HOW TO COMPLETE THIS TASK →
Below are the entries; set down each of them exactly.

DATA SECTION →
*** Begin section ***
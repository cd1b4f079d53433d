//! Exit status and output of the `check_backend_isolation` binary.

use std::process::Command;

use rllite::NO_TF_IMPORT_ENV;

fn isolation_check() -> Command {
    let mut cmd = Command::new(env!("CARGO_BIN_EXE_check_backend_isolation"));
    cmd.env_remove(NO_TF_IMPORT_ENV);
    cmd
}

#[test]
fn test_clean_run_prints_ok() {
    let output = isolation_check().output().unwrap();
    assert!(
        output.status.success(),
        "exit {:?}, stderr: {}",
        output.status.code(),
        String::from_utf8_lossy(&output.stderr)
    );
    assert_eq!(String::from_utf8_lossy(&output.stdout), "ok\n");
}

#[test]
fn test_flag_already_set_fails() {
    let output = isolation_check().env(NO_TF_IMPORT_ENV, "1").output().unwrap();
    assert!(!output.status.success());
    assert!(output.stdout.is_empty());
    let stderr = String::from_utf8_lossy(&output.stderr);
    assert!(stderr.contains("suppression flag already set"), "stderr: {}", stderr);
}
//! Algorithm components.
//!
//! - `model`: actor-critic MLP
//! - `action_policy`: categorical distribution over discrete actions
//! - `gae`: Generalized Advantage Estimation
//! - `policy_loss`: loss terms (clipped surrogate, value loss, approx KL)
//! - `loss`: per-algorithm loss strategy (PPO, A2C)

pub mod action_policy;
pub mod gae;
pub mod loss;
pub mod model;
pub mod policy_loss;

pub use action_policy::CategoricalOutput;
pub use gae::{compute_gae, compute_gae_fragments, normalize_advantages, Fragment};
pub use loss::{A2cLoss, LossInput, LossOutput, PolicyLoss, PpoLoss};
pub use model::{ActorCriticConfig, ActorCriticNet};
pub use policy_loss::{approx_kl, policy_gradient_loss, ppo_clip_loss, value_loss};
*** End section ***
WRITTEN RESPONSE →
repository cd1b4f079d53433d
//! Exit status and output of the `check_backend_isolation` binary.

use std::process::Command;

use rllite::NO_TF_IMPORT_ENV;

fn isolation_check() -> Command {
    let mut cmd = Command::new(env!("CARGO_BIN_EXE_check_backend_isolation"));
    cmd.env_remove(NO_TF_IMPORT_ENV);
    cmd
}

#[test]
fn test_clean_run_prints_ok() {
    let output = isolation_check().output().unwrap();
    assert!(
        output.status.success(),
        "exit {:?}, stderr: {}",
        output.status.code(),
        String::from_utf8_lossy(&output.stderr)
    );
    assert_eq!(String::from_utf8_lossy(&output.stdout), "ok\n");
}

#[test]
fn test_flag_already_set_fails() {
    let output = isolation_check().env(NO_TF_IMPORT_ENV, "1").output().unwrap();
    assert!(!output.status.success());
    assert!(output.stdout.is_empty());
    let stderr = String::from_utf8_lossy(&output.stderr);
    assert!(stderr.contains("suppression flag already set"), "stderr: {}", stderr);
}
//! Algorithm components.
//!
//! - `model`: actor-critic MLP
//! - `action_policy`: categorical distribution over discrete actions
//! - `gae`: Generalized Advantage Estimation
//! - `policy_loss`: loss terms (clipped surrogate, value loss, approx KL)
//! - `loss`: per-algorithm loss strategy (PPO, A2C)

pub mod action_policy;
pub mod gae;
pub mod loss;
pub mod model;
pub mod policy_loss;

pub use action_policy::CategoricalOutput;
pub use gae::{compute_gae, compute_gae_fragments, normalize_advantages, Fragment};
pub use loss::{A2cLoss, LossInput, LossOutput, PolicyLoss, PpoLoss};
pub use model::{ActorCriticConfig, ActorCriticNet};
pub use policy_loss::{approx_kl, policy_gradient_loss, ppo_clip_loss, value_loss};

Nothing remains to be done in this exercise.